There is wide variety in how academic radiology institutions handle the review of imaging studies performed at other practices [8]. At our institution, outside studies submitted by referring clinicians either can be uploaded and stored in the picture archiving and communication system (PACS) without re-interpretation, or can be uploaded to PACS with an accompanying request for second-opinion interpretation. The outside studies that are not submitted for second-opinion interpretation are stored as reference studies in PACS, in an effort to optimize and centralize patient care data and produce a more-complete electronic medical record (EMR). In our radiology department, more than 20,000 outside studies per year are submitted to the film library to be stored in PACS, and more than 5000 are additionally submitted for second-opinion interpretation. There is substantial work associated with the performance of second-opinion interpretations, including processing of the images by the Image Processing Department (our “film” library) and increased workload for the interpreting radiologists. A volume analysis of second-opinion interpretations in a tertiary cancer center has demonstrated that the increase in daily work can be as high as 18% [9].

Recent changes in health care policy call for cost constraints, added-value analysis in medical procedures/imaging studies, strict and complete documentation, and implementation of institutional relative value units [10]. Analyzing and prospectively tracking the added value of second-opinion consultations is challenging, as large amounts of data are generated via these re-interpretations, with limited known impact on medical care and or degree of discrepancy with the original primary report. The ability to mine this data using an automated process would be ideal in order to track discrepancies and assess impact on patient care. The purpose of this study was to assess the patient care impact and accuracy of subspecialty MSK radiology interpretation through implementation of an automated quality assurance tool designed to prospectively track discrepancies between the primary and secondary interpretations.

Materials and methods

Institutional Review Board approval was obtained to review patient data as part of a quality improvement/assurance activity, waiving the requirement for informed consent. The study was compliant with the Health Insurance Portability and Accountability Act.

In the MSK radiology division, all the studies submitted for second-opinion interpretation are reviewed by subspecialty-trained musculoskeletal radiologists who exclusively read MSK studies, and whose experience ranges from 1 to 40 years after MSK fellowship training. Starting in July 2013, a standardized structured reporting template called MOI-RADS (Musculoskeletal Outside Interpretation) was created and integrated easily into the existing radiology workflow (Table 1). At the time of second-opinion interpretation, radiologists were instructed to insert the template at the end of each report, with a pick-list to choose the level of concordance or discordance compared with the primary report and the potential effect in clinical management on the basis of their subjective assessment. Staff radiologists, trainee radiologists, and referring physicians were trained in the use and interpretation of the template with lectures and electronic communications. For an initial 1-year period (July 2013 to July 2014), mandatory implementation of the standardized template was put in place, and after this initial period, long-term optional implementation was performed.

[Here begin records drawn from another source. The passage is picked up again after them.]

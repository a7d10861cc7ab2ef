//! Type definitions shared by the server model and its collaborators.

use serde::{Deserialize, Serialize};
use std::fmt;
use std::str::FromStr;

use crate::error::ComputeError;

// =============================================================================
// BOOT ORDER
// =============================================================================

/// Boot device keyword accepted in a server's boot order.
#[derive(Debug, Clone, Copy, PartialEq, Eq, Hash, Serialize, Deserialize)]
#[serde(rename_all = "lowercase")]
pub enum BootDevice {
    Cdrom,
    Fd,
    Hd,
    Network,
}

impl BootDevice {
    /// Every accepted keyword, in documentation order.
    pub const ALL: [BootDevice; 4] = [
        BootDevice::Cdrom,
        BootDevice::Fd,
        BootDevice::Hd,
        BootDevice::Network,
    ];

    /// Get the libvirt `<boot dev=...>` value.
    pub fn as_str(&self) -> &'static str {
        match self {
            BootDevice::Cdrom => "cdrom",
            BootDevice::Fd => "fd",
            BootDevice::Hd => "hd",
            BootDevice::Network => "network",
        }
    }

    /// Validate a whole boot order given as keywords.
    pub fn parse_order<S: AsRef<str>>(order: &[S]) -> Result<Vec<BootDevice>, ComputeError> {
        order.iter().map(|b| b.as_ref().parse()).collect()
    }
}

impl FromStr for BootDevice {
    type Err = ComputeError;

    fn from_str(s: &str) -> Result<Self, Self::Err> {
        BootDevice::ALL
            .into_iter()
            .find(|d| d.as_str() == s)
            .ok_or_else(|| {
                let valid: Vec<&str> = BootDevice::ALL.iter().map(|d| d.as_str()).collect();
                ComputeError::Configuration(format!(
                    "invalid boot order '{}', possible values are any combination of: {}",
                    s,
                    valid.join(", ")
                ))
            })
    }
}

impl fmt::Display for BootDevice {
    fn fmt(&self, f: &mut fmt::Formatter<'_>) -> fmt::Result {
        f.write_str(self.as_str())
    }
}

// =============================================================================
// DOMAIN STATE
// =============================================================================

/// Domain lifecycle state as reported by the hypervisor.
#[derive(Debug, Clone, PartialEq, Eq, Default, Serialize, Deserialize)]
#[serde(rename_all = "lowercase")]
pub enum DomainState {
    #[default]
    NoState,
    Running,
    Blocked,
    Paused,
    Shutdown,
    Shutoff,
    Crashed,
    PmSuspended,
    /// A state this crate does not model.
    Other(String),
}

impl DomainState {
    pub fn as_str(&self) -> &str {
        match self {
            DomainState::NoState => "nostate",
            DomainState::Running => "running",
            DomainState::Blocked => "blocked",
            DomainState::Paused => "paused",
            DomainState::Shutdown => "shutdown",
            DomainState::Shutoff => "shutoff",
            DomainState::Crashed => "crashed",
            DomainState::PmSuspended => "pmsuspended",
            DomainState::Other(s) => s,
        }
    }

    /// Parse the state column printed by `virsh dominfo`/`domstate`.
    pub fn from_virsh(s: &str) -> Self {
        match s.trim() {
            "no state" | "nostate" => DomainState::NoState,
            "running" => DomainState::Running,
            "idle" | "blocked" => DomainState::Blocked,
            "paused" => DomainState::Paused,
            "in shutdown" | "shutdown" => DomainState::Shutdown,
            "shut off" | "shutoff" => DomainState::Shutoff,
            "crashed" => DomainState::Crashed,
            "pmsuspended" => DomainState::PmSuspended,
            other => DomainState::Other(other.to_string()),
        }
    }
}

impl fmt::Display for DomainState {
    fn fmt(&self, f: &mut fmt::Formatter<'_>) -> fmt::Result {
        f.write_str(self.as_str())
    }
}

/// Action requested on a domain.
#[derive(Debug, Clone, Copy, PartialEq, Eq, Hash, Serialize, Deserialize)]
#[serde(rename_all = "lowercase")]
pub enum DomainAction {
    /// Power on a defined domain.
    Create,
    /// Hard power off.
    Destroy,
    Reboot,
    /// Graceful ACPI shutdown.
    Shutdown,
    Resume,
    Suspend,
    /// Remove the persistent definition.
    Undefine,
}

impl DomainAction {
    pub fn as_str(&self) -> &'static str {
        match self {
            DomainAction::Create => "create",
            DomainAction::Destroy => "destroy",
            DomainAction::Reboot => "reboot",
            DomainAction::Shutdown => "shutdown",
            DomainAction::Resume => "resume",
            DomainAction::Suspend => "suspend",
            DomainAction::Undefine => "undefine",
        }
    }
}

impl fmt::Display for DomainAction {
    fn fmt(&self, f: &mut fmt::Formatter<'_>) -> fmt::Result {
        f.write_str(self.as_str())
    }
}

// =============================================================================
// DEVICES
// =============================================================================

/// How a NIC attaches to the host.
#[derive(Debug, Clone, Copy, PartialEq, Eq, Default, Serialize, Deserialize)]
#[serde(rename_all = "lowercase")]
pub enum NicType {
    /// libvirt virtual network (NAT)
    #[default]
    Network,
    /// Host bridge
    Bridge,
}

impl NicType {
    pub fn as_str(&self) -> &'static str {
        match self {
            NicType::Network => "network",
            NicType::Bridge => "bridge",
        }
    }
}

impl FromStr for NicType {
    type Err = ComputeError;

    fn from_str(s: &str) -> Result<Self, Self::Err> {
        match s {
            "network" => Ok(NicType::Network),
            "bridge" => Ok(NicType::Bridge),
            other => Err(ComputeError::Configuration(format!(
                "invalid network interface type '{}', expected network or bridge",
                other
            ))),
        }
    }
}

/// Network interface descriptor.
#[derive(Debug, Clone, PartialEq, Eq, Serialize, Deserialize)]
#[serde(default)]
pub struct Nic {
    /// Attachment type
    #[serde(rename = "type")]
    pub nic_type: NicType,
    /// Virtual network name (for `network` NICs)
    pub network: Option<String>,
    /// Bridge name (for `bridge` NICs)
    pub bridge: Option<String>,
    /// Device model
    pub model: String,
    /// MAC address (assigned by the hypervisor if None)
    pub mac: Option<String>,
}

impl Default for Nic {
    fn default() -> Self {
        Self {
            nic_type: NicType::Network,
            network: None,
            bridge: None,
            model: "virtio".to_string(),
            mac: None,
        }
    }
}

/// Storage volume handle.
#[derive(Debug, Clone, PartialEq, Eq, Default, Serialize, Deserialize)]
#[serde(default)]
pub struct Volume {
    pub name: String,
    /// Path on the hypervisor host
    pub path: Option<String>,
    /// Storage pool holding the volume
    pub pool_name: Option<String>,
    /// Capacity with unit suffix, e.g. `10G`
    pub capacity: Option<String>,
    /// Allocation with unit suffix, e.g. `1G`
    pub allocation: Option<String>,
    /// Image format, e.g. `qcow2`
    pub format_type: Option<String>,
    /// Template this volume was cloned from
    pub backing_volume: Option<String>,
}

impl Volume {
    pub fn new(name: impl Into<String>) -> Self {
        Self {
            name: name.into(),
            ..Default::default()
        }
    }

    pub fn with_path(mut self, path: impl Into<String>) -> Self {
        self.path = Some(path.into());
        self
    }

    pub fn with_pool(mut self, pool: impl Into<String>) -> Self {
        self.pool_name = Some(pool.into());
        self
    }
}

/// Graphical console settings.
#[derive(Debug, Clone, PartialEq, Eq, Serialize, Deserialize)]
#[serde(default)]
pub struct Display {
    /// Port, `-1` for auto-assign
    pub port: String,
    /// Listen address
    pub listen: String,
    /// `vnc` or `spice`
    #[serde(rename = "type")]
    pub display_type: String,
    /// Console password, empty for none
    pub password: String,
}

impl Default for Display {
    fn default() -> Self {
        Self {
            port: "-1".to_string(),
            listen: "127.0.0.1".to_string(),
            display_type: "vnc".to_string(),
            password: String::new(),
        }
    }
}

// =============================================================================
// HYPERVISOR RECORDS
// =============================================================================

/// Returned by domain definition/creation.
#[derive(Debug, Clone, PartialEq, Eq)]
pub struct DomainHandle {
    pub uuid: String,
    pub name: String,
}

/// Authoritative domain state read back after every mutation.
#[derive(Debug, Clone, Default, PartialEq, Eq)]
pub struct DomainInfo {
    pub uuid: String,
    pub name: String,
    pub state: DomainState,
    pub active: bool,
    /// CPU time consumed, nanoseconds
    pub cputime: u64,
    pub cpus: u32,
    /// Current memory, KiB
    pub memory_size: u64,
    /// Maximum memory, KiB
    pub max_memory_size: u64,
    pub persistent: bool,
    pub autostart: bool,
    pub os_type: Option<String>,
    pub nics: Vec<Nic>,
    /// Source paths of attached disks
    pub volume_paths: Vec<String>,
    pub display: Option<Display>,
}

/// Selects volumes in [`HypervisorConnection::list_volumes`](crate::HypervisorConnection::list_volumes).
#[derive(Debug, Clone, Default, PartialEq, Eq)]
pub struct VolumeFilter {
    pub name: Option<String>,
    pub path: Option<String>,
}

impl VolumeFilter {
    pub fn by_name(name: impl Into<String>) -> Self {
        Self { name: Some(name.into()), path: None }
    }

    pub fn by_path(path: impl Into<String>) -> Self {
        Self { name: None, path: Some(path.into()) }
    }

    pub fn matches(&self, volume: &Volume) -> bool {
        self.name.as_ref().map_or(true, |n| *n == volume.name)
            && self.path.as_ref().map_or(true, |p| volume.path.as_ref() == Some(p))
    }
}

/// Options for creating a fresh volume.
///
/// Only options that were explicitly given are set; the connection applies
/// the hypervisor's own defaults for the rest.
#[derive(Debug, Clone, Default, PartialEq, Eq)]
pub struct VolumeOptions {
    pub name: String,
    pub pool_name: Option<String>,
    pub format_type: Option<String>,
    pub capacity: Option<String>,
    pub allocation: Option<String>,
}

/// libvirt virtual network.
#[derive(Debug, Clone, PartialEq, Eq)]
pub struct VirtualNetwork {
    pub name: String,
    pub active: bool,
}

/// DHCP lease observed by a virtual network.
#[derive(Debug, Clone, PartialEq, Eq)]
pub struct DhcpLease {
    pub ipaddr: String,
    pub mac: String,
    /// Expiry, seconds since the epoch
    pub expirytime: i64,
    pub hostname: Option<String>,
}

/// Outcome of a DHCP lease query.
#[derive(Debug, Clone, PartialEq, Eq)]
pub enum LeaseQuery {
    Supported(Vec<DhcpLease>),
    /// The connection or library cannot report leases.
    Unsupported,
}

/// Public and private addresses of a server.
///
/// Both lists hold at most one entry: one NIC is assumed.
#[derive(Debug, Clone, Default, PartialEq, Eq)]
pub struct Addresses {
    pub public: Vec<String>,
    pub private: Vec<String>,
}

impl Addresses {
    /// Same address on both sides; `None` yields empty lists.
    pub fn single(ip: Option<String>) -> Self {
        let list: Vec<String> = ip.into_iter().collect();
        Self {
            public: list.clone(),
            private: list,
        }
    }
}

#[cfg(test)]
mod tests {
    use super::*;

    #[test]
    fn test_boot_order_accepts_every_valid_combination() {
        let order = BootDevice::parse_order(&["network", "fd", "hd", "cdrom", "hd"]).unwrap();
        assert_eq!(
            order,
            vec![
                BootDevice::Network,
                BootDevice::Fd,
                BootDevice::Hd,
                BootDevice::Cdrom,
                BootDevice::Hd
            ]
        );
        assert!(BootDevice::parse_order::<&str>(&[]).unwrap().is_empty());
    }

    #[test]
    fn test_boot_order_rejects_unknown_device() {
        let err = BootDevice::parse_order(&["hd", "usb"]).unwrap_err();
        assert!(matches!(err, ComputeError::Configuration(_)));
        assert!(err.to_string().contains("cdrom, fd, hd, network"));
    }

    #[test]
    fn test_domain_state_from_virsh() {
        assert_eq!(DomainState::from_virsh("shut off"), DomainState::Shutoff);
        assert_eq!(DomainState::from_virsh("running"), DomainState::Running);
        assert_eq!(DomainState::from_virsh("in shutdown"), DomainState::Shutdown);
        assert_eq!(
            DomainState::from_virsh("migrating"),
            DomainState::Other("migrating".to_string())
        );
    }

    #[test]
    fn test_volume_filter() {
        let vol = Volume::new("base.qcow2").with_path("/var/lib/libvirt/images/base.qcow2");
        assert!(VolumeFilter::by_name("base.qcow2").matches(&vol));
        assert!(VolumeFilter::by_path("/var/lib/libvirt/images/base.qcow2").matches(&vol));
        assert!(!VolumeFilter::by_name("other").matches(&vol));
        assert!(VolumeFilter::default().matches(&vol));
    }

    #[test]
    fn test_addresses_single() {
        let addrs = Addresses::single(Some("10.0.0.9".to_string()));
        assert_eq!(addrs.public, vec!["10.0.0.9"]);
        assert_eq!(addrs.private, vec!["10.0.0.9"]);
        assert_eq!(Addresses::single(None), Addresses::default());
    }
}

Table 1 Scale for indicating level of concordance or discordance with original report

As described in Table 1, all studies were coded based on the level of concordance or discordance with the primary report. Depending on the likelihood to impact patient care, the discordance was subclassified as not clinically relevant (category B) or clinically relevant (category C) and whether the finding was not detected (subcategory d) or detected but incorrectly interpreted (subcategory i). In cases where additional information was available at the time of second-opinion interpretation that was not likely available at the time of primary interpretation, category D was used with subsequent level of concordance and discordance subcategory listing (A, Bi, Bd, Ci, Cd).

The standardized template inserted at the end of each second-opinion radiology report had a unique identifiable code “MOI RADS Category “X”” to enable fast and reliable automated search. Using the mPower® search engine (Nuance®, USA), second-opinion MSK interpretations containing the standardized template between July 2013 and March 2020 were identified. The request rate of second-opinion interpretations by referring providers and discordance rates compared with primary reports were analyzed.

To analyze the long-term utilization rate of the standardized template by radiologists, a search in our radiology information system (RIS) Image Processing Department (“film” library) was performed to identify all MSK studies submitted for second-opinion interpretation. The film library processes all the second-opinion interpretation requests, and as part of the institutional protocol, the primary report is stored in the EMR. Before March 2015, in our health system, the processing of outside studies was based on manual import of images from compact discs (CDs), other electronic devices, or by manually digitalizing the film. After March 2015, the film library implemented a centralized digital format to upload the studies and process requests for second-opinion interpretation. This new system allowed the centralization of all the images from the health system and the ability to analyze and keep track of all the outside studies submitted to be stored in PACS. Therefore, reliable and complete data regarding the number of MSK studies submitted for second-opinion interpretations is available to be analyzed only from March 2015 to March 2020, during the long-term optional implementation period of the standardized template.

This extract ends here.